Tribunal Administratif de Toulouse — Décision N° TA31-2206959

mercredi 2 juillet 2025

JuridictionTribunal Administratif de Toulouse
SectionTribunal Administratif de Toulouse
N° DossierTA31-2206959
TypeDécision
RecoursExcès de pouvoir
PublicationC+
Formation1ère Chambre
Avocat requérantMANUEL GROS, HÉLOÏSE HICTER & ASSOCIÉS

Résumé IA

Le Tribunal Administratif de Toulouse a rejeté la requête de l'association des copropriétaires de Montayral et de M. B, qui demandait l'annulation du refus de la préfète de Tarn-et-Garonne de mandater d'office les loyers impayés par le groupement de coopération sociale et médico-sociale (GCSMS) "Accueil familial du Sud-Ouest". Le tribunal a jugé que le GCSMS, bien que chargé d'une mission sociale, ne constitue pas un établissement public social ou médico-social au sens de l'article L. 311-1 du code de l'action sociale et des familles, mais une personne morale de droit privé. Par conséquent, la procédure de mandatement d'office prévue à l'article L. 1612-16 du code général des collectivités territoriales, qui ne s'applique qu'aux collectivités territoriales et aux établissements publics, n'était pas applicable. La décision de refus de la préfète a donc été validée, et les conclusions à fin d'injonction et d'application de l'article L. 761-1 du code de justice administrative ont été rejetées.

Texte intégral

Vu la procédure suivante :

Par une requête et un mémoire enregistrés les 2 décembre 2022 et 12 février 2024, l'association des copropriétaires de Montayral et M. A B, représentés par la SCP Gros, Hicter et d'Halluin, demandent au tribunal :

1°) d'annuler la décision du 4 octobre 2022 par laquelle la préfète de Tarn-et-Garonne a refusé de faire usage de la procédure de mandatement d'office ;

2°) d'enjoindre au préfet de Tarn-et-Garonne de procéder au mandatement d'office de la dépense correspondant aux arriérés de loyer dus par le groupement de coopération sociale et médico-sociale " Accueil familial du Sud-Ouest ", sous astreinte ;

3°) de mettre à la charge de l'Etat une somme de 3 000 euros en application de l'article L. 761-1 du code de justice administrative.

Ils soutiennent que :

- la décision attaquée est entachée d'une erreur de droit dès lors que le groupement de coopération sociale et médico-sociale (GCSMS) " Accueil familial du Sud-Ouest " revêt la nature d'un établissement public ;

- elle est entachée de détournement de pouvoir, le refus opposé par la préfète étant exclusivement motivé par la volonté de protéger les intérêts financiers des communes membres du GCSMS.

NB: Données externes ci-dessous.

/// Server readiness polling and shutdown.
#[derive(Debug, Clone)]
pub struct ServerSettings {
    /// Upper bound on the wait for the server to become ready, seconds (default: 120)
    pub readiness_timeout: f64,
    /// Interval between readiness checks, milliseconds (default: 500)
    pub poll_interval_ms: u64,
    /// Text whose appearance in the server log/output marks readiness.
    /// Empty means "the server has written anything" (default: empty)
    pub ready_marker: String,
    /// Minimum settle time before polling starts, seconds (default: 0)
    pub min_warmup: f64,
    /// Time the server gets to exit on its own after the client finished, seconds (default: 10)
    pub shutdown_grace: f64,
}

impl Default for ServerSettings {
    fn default() -> Self {
        Self {
            readiness_timeout: 120.0,
            poll_interval_ms: 500,
            ready_marker: String::new(),
            min_warmup: 0.0,
            shutdown_grace: 10.0,
        }
    }
}

/// Output scraping settings.
#[derive(Debug, Clone)]
pub struct ExtractionSettings {
    /// Token identifying the grid report line (default: "np0v")
    pub marker: String,
}

impl Default for ExtractionSettings {
    fn default() -> Self {
        Self {
            marker: "np0v".to_string(),
        }
    }
}

/// Sweep-wide defaults, overridable from the sweep input file.
#[derive(Debug, Clone)]
pub struct SweepSettings {
    /// What to do after a point fails (default: fail_fast)
    pub policy: FailurePolicy,
    /// Worker count when the input does not set `nprocs`.
    /// Resolved from the scheduler environment when configured as `auto`.
    pub default_nprocs: usize,
}

impl Default for SweepSettings {
    fn default() -> Self {
        Self {
            policy: FailurePolicy::FailFast,
            default_nprocs: 4,
        }
    }
}

/// Logging configuration settings.
#[derive(Debug, Clone)]
pub struct LoggingSettings {
    /// Log level (default: "info")
    pub level: String,
    /// Send log records to `cdftsweep_debug_<input_basename>.log` (default: false)
    pub file_logging: bool,
}

impl Default for LoggingSettings {
    fn default() -> Self {
        Self {
            level: "info".to_string(),
            file_logging: false,
        }
    }
}

impl Settings {
    /// Solver command line builder for these settings
    pub fn solver_command(&self) -> SolverCommand {
        SolverCommand {
            executable: self.solver.executable.clone(),
            launcher: self.solver.launcher.clone(),
            np_flag: self.solver.np_flag.clone(),
            server_flag: self.solver.server_flag.clone(),
        }
    }

    /// Readiness probe parameters for these settings
    pub fn readiness_probe(&self) -> ReadinessProbe {
        let marker = self.server.ready_marker.trim();
        ReadinessProbe {
            timeout: Duration::from_secs_f64(self.server.readiness_timeout.max(0.0)),
            poll_interval: Duration::from_millis(self.server.poll_interval_ms.max(1)),
            min_warmup: Duration::from_secs_f64(self.server.min_warmup.max(0.0)),
            marker: if marker.is_empty() {
                None
            } else {
                Some(marker.to_string())
            },
        }
    }

    /// Grace period granted to the server before it is killed
    pub fn shutdown_grace(&self) -> Duration {
        Duration::from_secs_f64(self.server.shutdown_grace.max(0.0))
    }
}

/// Configuration manager that handles loading and accessing program settings.
pub struct SettingsManager {
    settings: Settings,
    config_source: String,
    rejected: Vec<String>,
}

type IniSection = HashMap<String, Option<String>>;

impl SettingsManager {
    /// Loads configuration from available configuration files.
    ///
    /// Searches for configuration files in the following order, later files
    /// overriding earlier ones:
    /// 1. `/etc/cdftsweep/cdftsweep_config.cfg` (system configuration)
    /// 2. `~/.config/cdftsweep/cdftsweep_config.cfg` (user configuration)
    /// 3. `./cdftsweep_config.cfg` (current working directory)
    ///
    /// A file that fails to parse is skipped as a whole and listed in
    /// [`SettingsManager::rejected_files`].
    pub fn load() -> Result<Self, ConfigError> {
        let (settings, source, rejected) = Self::load_from_files()?;
        debug!("Configuration loaded from: {}", source);
        Ok(Self {
            settings,
            config_source: source,
            rejected,
        })
    }

    /// Loads a single configuration file on top of the built-in defaults.
    pub fn load_file(path: &Path) -> Result<Self, ConfigError> {
        let mut settings = Settings::default();
        Self::apply_file(&mut settings, path)?;
        Ok(Self {
            settings,
            config_source: format!("config file ({})", path.display()),
            rejected: Vec::new(),
        })
    }

    /// Wraps already-built settings (used by tests and embedding callers).
    pub fn from_settings(settings: Settings) -> Self {
        Self {
            settings,
            config_source: "built-in defaults".to_string(),
            rejected: Vec::new(),
        }
    }

    /// Returns the source of the loaded configuration.
    pub fn config_source(&self) -> &str {
        &self.config_source
    }

    /// Configuration files that were found but skipped, with the reason.
    pub fn rejected_files(&self) -> &[String] {
        &self.rejected
    }

    /// Gets a reference to the settings.
    pub fn settings(&self) -> &Settings {
        &self.settings
    }

    /// Gets the solver settings.
    pub fn solver(&self) -> &SolverSettings {
        &self.settings.solver
    }

    /// Gets the client settings.
    pub fn client(&self) -> &ClientSettings {
        &self.settings.client
    }

    /// Gets the server settings.
    pub fn server(&self) -> &ServerSettings {
        &self.settings.server
    }

    /// Gets the extraction settings.
    pub fn extraction(&self) -> &ExtractionSettings {
        &self.settings.extraction
    }

    /// Gets the sweep settings.
    pub fn sweep(&self) -> &SweepSettings {
        &self.settings.sweep
    }

    /// Gets the logging settings.
    pub fn logging(&self) -> &LoggingSettings {
        &self.settings.logging
    }

    fn load_from_files() -> Result<(Settings, String, Vec<String>), ConfigError> {
        let candidates = [
            ("system", Self::get_system_config_path()),
            ("user", Self::get_user_config_path()),
            ("local", Some(PathBuf::from(CONFIG_FILE_NAME))),
        ];
        let existing = candidates
            .into_iter()
            .filter_map(|(kind, path)| path.filter(|p| p.exists()).map(|p| (kind, p)));
        Ok(Self::layer_files(existing))
    }

    /// Layers the given files over the defaults, in order.
    ///
    /// Each file is applied to a copy that replaces the current settings only
    /// if the whole file was accepted; a rejected file changes nothing.
    fn layer_files<'a>(
        files: impl IntoIterator<Item = (&'a str, PathBuf)>,
    ) -> (Settings, String, Vec<String>) {
        let mut settings = Settings::default();
        let mut config_source = "built-in defaults".to_string();
        let mut rejected = Vec::new();

        for (kind, path) in files {
            let mut candidate = settings.clone();
            match Self::apply_file(&mut candidate, &path) {
                Ok(()) => {
                    settings = candidate;
                    config_source = format!("{} config ({})", kind, path.display());
                    debug!("Loaded {} configuration from: {}", kind, path.display());
                }
                Err(e) => {
                    let message =
                        format!("Failed to load {} config from {}: {}", kind, path.display(), e);
                    warn!("{}", message);
                    rejected.push(message);
                }
            }
        }

        (settings, config_source, rejected)
    }

    /// Applies the keys present in one INI file on top of `settings`.
    ///
    /// Only keys that appear in the file are changed, so a partial local file
    /// refines a user or system file instead of resetting it.
    fn apply_file(settings: &mut Settings, path: &Path) -> Result<(), ConfigError> {
        let content = fs::read_to_string(path)?;
        let mut ini = Ini::new();
        let map = ini
            .read(content)
            .map_err(|e| ConfigError::IniParse(format!("Failed to parse INI: {}", e)))?;

        if let Some(section) = map.get("solver") {
            Self::parse_solver(section, &mut settings.solver);
        }
        if let Some(section) = map.get("client") {
            if let Some(interpreter) = value(section, "interpreter") {
                settings.client.interpreter = interpreter.to_string();
            }
        }
        if let Some(section) = map.get("server") {
            Self::parse_server(section, &mut settings.server)?;
        }
        if let Some(section) = map.get("extraction") {
            if let Some(marker) = value(section, "marker") {
                if marker.is_empty() {
                    return Err(ConfigError::InvalidValue(
                        "extraction marker must not be empty".into(),
                    ));
                }
                settings.extraction.marker = marker.to_string();
            }
        }
        if let Some(section) = map.get("sweep") {
            Self::parse_sweep(section, &mut settings.sweep)?;
        }
        if let Some(section) = map.get("logging") {
            if let Some(level) = value(section, "level") {
                settings.logging.level = level.to_string();
            }
            if let Some(file_logging) = value(section, "file_logging") {
                settings.logging.file_logging = parse_bool("file_logging", file_logging)?;
            }
        }
        Ok(())
    }

    fn parse_solver(section: &IniSection, solver: &mut SolverSettings) {
        // Empty values are meaningful here (e.g. no launcher)
        if let Some(Some(executable)) = section.get("executable") {
            solver.executable = executable.trim().to_string();
        }
        if let Some(launcher) = section.get("launcher") {
            solver.launcher = launcher.as_deref().unwrap_or("").trim().to_string();
        }
        if let Some(np_flag) = section.get("np_flag") {
            solver.np_flag = np_flag.as_deref().unwrap_or("").trim().to_string();
        }
        if let Some(Some(server_flag)) = section.get("server_flag") {
            solver.server_flag = server_flag.trim().to_string();
        }
    }

    fn parse_server(section: &IniSection, server: &mut ServerSettings) -> Result<(), ConfigError> {
        if let Some(v) = value(section, "readiness_timeout") {
            server.readiness_timeout = parse_seconds("readiness_timeout", v)?;
        }
        if let Some(v) = value(section, "poll_interval_ms") {
            server.poll_interval_ms = v.parse().map_err(|_| {
                ConfigError::InvalidValue(format!("Invalid poll_interval_ms: {}", v))
            })?;
        }
        if let Some(marker) = section.get("ready_marker") {
            server.ready_marker = marker.as_deref().unwrap_or("").trim().to_string();
        }
        if let Some(v) = value(section, "min_warmup") {
            server.min_warmup = parse_seconds("min_warmup", v)?;
        }
        if let Some(v) = value(section, "shutdown_grace") {
            server.shutdown_grace = parse_seconds("shutdown_grace", v)?;
        }
        Ok(())
    }

    fn parse_sweep(section: &IniSection, sweep: &mut SweepSettings) -> Result<(), ConfigError> {
        if let Some(v) = value(section, "policy") {
            sweep.policy = v
                .parse()
                .map_err(|e: String| ConfigError::InvalidValue(e))?;
        }
        if let Some(v) = value(section, "default_nprocs") {
            sweep.default_nprocs = if v.eq_ignore_ascii_case("auto") {
                scheduler_task_count().unwrap_or_else(|| {
                    warn!("default_nprocs = auto but no scheduler allocation found; using 1");
                    1
                })
            } else {
                match v.parse::<usize>() {
                    Ok(n) if n > 0 => n,
                    _ => {
                        return Err(ConfigError::InvalidValue(format!(
                            "Invalid default_nprocs: {}",
                            v
                        )))
                    }
                }
            };
        }
        Ok(())
    }

    /// Gets the system configuration file path.
    fn get_system_config_path() -> Option<PathBuf> {
        #[cfg(unix)]
        {
            Some(PathBuf::from("/etc/cdftsweep").join(CONFIG_FILE_NAME))
        }
        #[cfg(windows)]
        {
            std::env::var("PROGRAMDATA")
                .ok()
                .map(|pd| PathBuf::from(pd).join("cdftsweep").join(CONFIG_FILE_NAME))
        }
    }

    /// Gets the user configuration file path.
    fn get_user_config_path() -> Option<PathBuf> {
        #[cfg(unix)]
        {
            std::env::var("HOME").ok().map(|home| {
                PathBuf::from(home)
                    .join(".config")
                    .join("cdftsweep")
                    .join(CONFIG_FILE_NAME)
            })
        }
        #[cfg(windows)]
        {
            std::env::var("APPDATA")
                .ok()
                .map(|appdata| PathBuf::from(appdata).join("cdftsweep").join(CONFIG_FILE_NAME))
        }
    }
}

Par des mémoires en défense enregistrés les 5 juillet 2023, 22 décembre 2023 et 6 mars 2024, le préfet de Tarn-et-Garonne, conclut au rejet de la requête.

Par une ordonnance du 4 avril 2024, la clôture de l'instruction a été fixée au 6 mai 2024.

Vu les autres pièces du dossier.

Vu :

- la loi n° 2015-1776 relative à l'adaptation de la société au vieillissement ;

- le code de l'action sociale et des familles ;

- le code général des collectivités territoriales ;

- le code de justice administrative.

Les parties ont été régulièrement averties du jour de l'audience.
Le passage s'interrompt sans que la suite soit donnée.